Das moralische Dilemma eines Pazifismus, der sich dieser Konsequenz zu verweigern sucht, bekommt eine weitere Dimension, wenn es ein anderes Land ist, das sich gegen eine Aggression zu wehren sucht und um Hilfe bittet. Die Verweigerung dieser Hilfe, die sich mit dem Willen zur Kohärenz mit der eigenen pazifistischen Gesinnung begründet, geht über den Beschluss zur eigenen Wehrlosigkeit gegen den Aggressor hinaus, denn nun spricht sie auch einem Dritten die Freiheit ab, sich anders zu entscheiden. Wenn der „linke Landini“, der Generalsekretär der CGIL, für die römische Demonstration dekretierte, dass „man Waffen nicht mit Waffen bekämpfen kann“, erweitert er die individuelle Freiheit, sich dem Aggressor auch unterwerfen zu können, zum allgemeingültigen Prinzip.

Was wäre aus Europa geworden, wenn 1939 Frankreich und England Deutschland nicht den Krieg erklärt hätten, nachdem Hitler Polen überfiel?

Das deutsche Dilemma: Wie hart dürfen die Sanktionen sein?
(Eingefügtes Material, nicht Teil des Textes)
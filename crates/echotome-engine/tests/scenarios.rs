// SPDX-FileCopyrightText: © 2026 Echotome Contributors
//
// SPDX-License-Identifier: MPL-2.0

//! End-to-end coverage of the enroll/unlock pipelines across privacy
//! profiles: happy path, acceleration and reordering attacks, wrong
//! passphrase, session expiry, and multi-track rituals.

use echotome_core::error::EchotomeError;
use echotome_core::profile::PrivacyProfile;
use echotome_core::EchotomeConfig;
use echotome_crypto::IdentityKeystore;
use echotome_engine::{enroll, unlock, EnrollRequest, LiveTrack, PlaintextBlob, TrackInput, UnlockRequest};
use echotome_session::SessionManager;
use echotome_stego::RgbImage;
use std::time::Duration;
use tempfile::tempdir;

fn sine_burst(n: usize, sample_rate: u32, freq: f32) -> Vec<f32> {
    let pad = sample_rate as usize / 4;
    let mut v = vec![0.0f32; pad];
    v.extend((0..n).map(|i| (2.0 * std::f32::consts::PI * freq * i as f32 / sample_rate as f32).sin()));
    v.extend(vec![0.0f32; pad]);
    v
}

fn blank_image(width: u32, height: u32) -> RgbImage {
    RgbImage::new(width, height, vec![0u8; (width * height * 3) as usize])
}

fn track_duration(samples: &[f32], sample_rate: u32) -> Duration {
    Duration::from_secs_f64(samples.len() as f64 / f64::from(sample_rate))
}

struct Harness {
    config: EchotomeConfig,
    keystore: IdentityKeystore,
    session_manager: SessionManager,
    _dir: tempfile::TempDir,
}

impl Harness {
    fn new() -> Self {
        let dir = tempdir().expect("tempdir");
        let config = EchotomeConfig { data_root: dir.path().to_path_buf(), ..Default::default() };
        let keystore = IdentityKeystore::new(config.identity_dir());
        Self { config, keystore, session_manager: SessionManager::new(), _dir: dir }
    }
}

#[allow(clippy::expect_used, clippy::unwrap_used)]
#[test]
fn s1_enrollment_and_unlock_happy_path() {
    let h = Harness::new();
    let samples = sine_burst(16_000, 16_000, 440.0);
    let tracks = [TrackInput { samples: &samples, sample_rate: 16_000 }];
    let blobs = [PlaintextBlob { label: "notes.txt".to_string(), data: b"ritual notes".to_vec() }];

    let enrolled = enroll(
        &h.config,
        &h.keystore,
        EnrollRequest {
            name: "Notes".to_string(),
            profile: PrivacyProfile::RitualLock,
            passphrase: "a sufficiently long passphrase",
            tracks: &tracks,
            blobs: &blobs,
            carrier_image: blank_image(64, 64),
        },
    )
    .expect("enrolls");

    assert_eq!(PrivacyProfile::RitualLock.constants().default_ttl, Duration::from_secs(900));

    let live = [LiveTrack { samples: &samples, sample_rate: 16_000, elapsed: track_duration(&samples, 16_000) }];
    let unlocked = unlock(
        &h.config,
        &h.keystore,
        &h.session_manager,
        UnlockRequest {
            vault_id: &enrolled.vault.id,
            passphrase: "a sufficiently long passphrase",
            sigil_image: &enrolled.sigil_image,
            live_tracks: &live,
        },
    )
    .expect("unlocks");

    let plaintext = std::fs::read(unlocked.session_dir.join("notes.txt")).expect("reads plaintext");
    assert_eq!(plaintext, b"ritual notes");
    assert!(h.session_manager.get_session(&unlocked.session_id).is_some());
}

#[allow(clippy::expect_used, clippy::unwrap_used)]
#[test]
fn s2_accelerated_playback_is_rejected_and_leaves_no_session_dir() {
    let h = Harness::new();
    let samples = sine_burst(16_000, 16_000, 440.0);
    let tracks = [TrackInput { samples: &samples, sample_rate: 16_000 }];
    let blobs = [PlaintextBlob { label: "notes.txt".to_string(), data: b"ritual notes".to_vec() }];

    let enrolled = enroll(
        &h.config,
        &h.keystore,
        EnrollRequest {
            name: "Notes".to_string(),
            profile: PrivacyProfile::RitualLock,
            passphrase: "a sufficiently long passphrase",
            tracks: &tracks,
            blobs: &blobs,
            carrier_image: blank_image(64, 64),
        },
    )
    .expect("enrolls");

    // Played back at 1.5x speed: well outside the accepted [0.8, 1.2] ratio.
    let fast_elapsed = track_duration(&samples, 16_000).div_f64(1.5);
    let live = [LiveTrack { samples: &samples, sample_rate: 16_000, elapsed: fast_elapsed }];
    let err = unlock(
        &h.config,
        &h.keystore,
        &h.session_manager,
        UnlockRequest {
            vault_id: &enrolled.vault.id,
            passphrase: "a sufficiently long passphrase",
            sigil_image: &enrolled.sigil_image,
            live_tracks: &live,
        },
    )
    .unwrap_err();
    assert!(matches!(err, EchotomeError::TemporalMismatch));

    let sessions_dir = h.config.sessions_dir();
    let leftover = std::fs::read_dir(&sessions_dir).map(|mut it| it.next().is_some()).unwrap_or(false);
    assert!(!leftover, "a failed unlock must not leave a session directory behind");
}

#[allow(clippy::expect_used, clippy::unwrap_used)]
#[test]
fn s4_wrong_passphrase_never_touches_vault_ciphertext() {
    let h = Harness::new();
    let samples = sine_burst(16_000, 16_000, 440.0);
    let tracks = [TrackInput { samples: &samples, sample_rate: 16_000 }];
    let blobs = [PlaintextBlob { label: "notes.txt".to_string(), data: b"ritual notes".to_vec() }];

    let enrolled = enroll(
        &h.config,
        &h.keystore,
        EnrollRequest {
            name: "Notes".to_string(),
            profile: PrivacyProfile::RitualLock,
            passphrase: "correct horse battery staple",
            tracks: &tracks,
            blobs: &blobs,
            carrier_image: blank_image(64, 64),
        },
    )
    .expect("enrolls");

    let store = echotome_engine::VaultStore::new(h.config.vaults_dir());
    let file_name = enrolled.vault.encrypted_blobs[0].file_name.clone();
    let ciphertext_before = store.read_blob(&enrolled.vault.id, &file_name).expect("reads ciphertext");

    let live = [LiveTrack { samples: &samples, sample_rate: 16_000, elapsed: track_duration(&samples, 16_000) }];
    let err = unlock(
        &h.config,
        &h.keystore,
        &h.session_manager,
        UnlockRequest {
            vault_id: &enrolled.vault.id,
            passphrase: "wrong passphrase",
            sigil_image: &enrolled.sigil_image,
            live_tracks: &live,
        },
    )
    .unwrap_err();
    assert!(matches!(err, EchotomeError::AeadFailure));

    let ciphertext_after = store.read_blob(&enrolled.vault.id, &file_name).expect("reads ciphertext");
    assert_eq!(ciphertext_before, ciphertext_after, "vault ciphertext must be untouched on a failed unlock");
}

#[allow(clippy::expect_used, clippy::unwrap_used)]
#[tokio::test]
async fn s5_session_expiry_wipes_directory_and_key() {
    let h = Harness::new();
    let samples = sine_burst(16_000, 16_000, 440.0);
    let tracks = [TrackInput { samples: &samples, sample_rate: 16_000 }];
    let blobs = [PlaintextBlob { label: "notes.txt".to_string(), data: b"ritual notes".to_vec() }];

    let enrolled = enroll(
        &h.config,
        &h.keystore,
        EnrollRequest {
            name: "Notes".to_string(),
            profile: PrivacyProfile::BlackVault,
            passphrase: "a sufficiently long passphrase",
            tracks: &tracks,
            blobs: &blobs,
            carrier_image: blank_image(64, 64),
        },
    )
    .expect("enrolls");

    let live = [LiveTrack { samples: &samples, sample_rate: 16_000, elapsed: track_duration(&samples, 16_000) }];
    let unlocked = unlock(
        &h.config,
        &h.keystore,
        &h.session_manager,
        UnlockRequest {
            vault_id: &enrolled.vault.id,
            passphrase: "a sufficiently long passphrase",
            sigil_image: &enrolled.sigil_image,
            live_tracks: &live,
        },
    )
    .expect("unlocks");
    assert!(unlocked.session_dir.exists());

    // Force immediate expiry instead of waiting out BlackVault's real TTL.
    h.session_manager.extend(&unlocked.session_id, Duration::from_millis(0)).expect("extends");
    tokio::time::sleep(Duration::from_millis(5)).await;
    h.session_manager.reap_expired();

    assert!(h.session_manager.get_session(&unlocked.session_id).is_none());
    assert!(!unlocked.session_dir.exists());
    let err = h.session_manager.with_master_key(&unlocked.session_id, |_| ()).unwrap_err();
    assert!(matches!(err, EchotomeError::SessionNotFound));
}

#[allow(clippy::expect_used, clippy::unwrap_used)]
#[test]
fn s6_multi_track_ritual_must_be_performed_in_order() {
    let h = Harness::new();
    let track_a = sine_burst(16_000, 16_000, 300.0);
    let track_b = sine_burst(16_000, 16_000, 900.0);
    let tracks = [
        TrackInput { samples: &track_a, sample_rate: 16_000 },
        TrackInput { samples: &track_b, sample_rate: 16_000 },
    ];
    let blobs = [PlaintextBlob { label: "notes.txt".to_string(), data: b"ritual notes".to_vec() }];

    let enrolled = enroll(
        &h.config,
        &h.keystore,
        EnrollRequest {
            name: "Notes".to_string(),
            profile: PrivacyProfile::RitualLock,
            passphrase: "a sufficiently long passphrase",
            tracks: &tracks,
            blobs: &blobs,
            carrier_image: blank_image(64, 64),
        },
    )
    .expect("enrolls");

    assert_eq!(enrolled.certificate.payload.tracks.len(), 2);
    assert_ne!(enrolled.certificate.payload.tracks[0].riv, enrolled.certificate.payload.tracks[1].riv);

    let wrong_order = [
        LiveTrack { samples: &track_b, sample_rate: 16_000, elapsed: track_duration(&track_b, 16_000) },
        LiveTrack { samples: &track_a, sample_rate: 16_000, elapsed: track_duration(&track_a, 16_000) },
    ];
    let err = unlock(
        &h.config,
        &h.keystore,
        &h.session_manager,
        UnlockRequest {
            vault_id: &enrolled.vault.id,
            passphrase: "a sufficiently long passphrase",
            sigil_image: &enrolled.sigil_image,
            live_tracks: &wrong_order,
        },
    )
    .unwrap_err();
    assert!(matches!(err, EchotomeError::TemporalMismatch));

    let right_order = [
        LiveTrack { samples: &track_a, sample_rate: 16_000, elapsed: track_duration(&track_a, 16_000) },
        LiveTrack { samples: &track_b, sample_rate: 16_000, elapsed: track_duration(&track_b, 16_000) },
    ];
    let unlocked = unlock(
        &h.config,
        &h.keystore,
        &h.session_manager,
        UnlockRequest {
            vault_id: &enrolled.vault.id,
            passphrase: "a sufficiently long passphrase",
            sigil_image: &enrolled.sigil_image,
            live_tracks: &right_order,
        },
    )
    .expect("unlocks in the correct order");
    assert!(unlocked.session_dir.join("notes.txt").exists());
}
Das zweite Dilemma, das der Ukraine-Krieg Europa beschert, betrifft nicht die Lieferung von Waffen, sondern die Härte der wirtschaftlichen Sanktionen gegen Russland. Dies ist vor allem zu einem deutschen Problem geworden. Wirtschaftsminister Habeck, der sich eigentlich wohltuend von anderen Politikern durch die Fähigkeit zum Selbstzweifel abhebt, begründet die deutsche Zurückhaltung gegenüber noch schärferen Sanktionen mit der „Verantwortung“ für die deutsche Wirtschaft und Bevölkerung, die durch ein plötzliches Ausbleiben der russischen Gas- und Erdöllieferungen in die Krise gestürzt würden. Eine Rücksichtsnahme, deren Kehrseite der ukrainische Schriftsteller Markijan Kamys so zusammenfasste: „Die Ukraine wird methodisch in eine Mondlandschaft verwandelt, und zwar mit Bomben, die mit dem von Europa kassierten Geld finanziert werden“. Was Kamys hier Europa anlastet, meint in erster Linie Deutschland, das im europäischen Vergleich die höchste Abhängigkeit von den russischen Lieferungen aufweist – und deshalb nicht nur Gazprom am meisten zahlt, sondern der entschiedenste Gegner von Sanktionen ist, die diese Lieferungen in Gefahr bringen könnten. Zur Entlastung der heutigen deutschen Regierung wird gern darauf hingewiesen, dass die Entscheidungen, die zur deutschen Abhängigkeit von russischen Energielieferungen führten, sicherlich ein Fehler waren, aber schon vor Jahren gefällt wurden. Aber müsste eine heutige deutsche Regierung nicht auch für die Fehler früherer Regierungen „Verantwortung“ übernehmen? Und zwar gerade gegenüber dem Land, das nun am meisten unter den Konsequenzen dieses Fehlers zu leiden hat? Das Habecksche Argument bedeutet, dass die heutige deutsche Regierung das daraus für die Ukraine erwachsende Problem durch eine Zweiteilung zu bewältigen sucht: eine Verantwortung erster Klasse für das Wohlergehen der eigenen Wirtschaft und eigenen Bevölkerung, eine Verantwortung zweiter Klasse für das Schicksal eines anderen europäischen Landes, das vom Putinschen Russland nun sogar in seiner physischen Existenz bedroht wird. Durch einen Krieg, der auch mit Geldern aus Deutschland finanziert wird.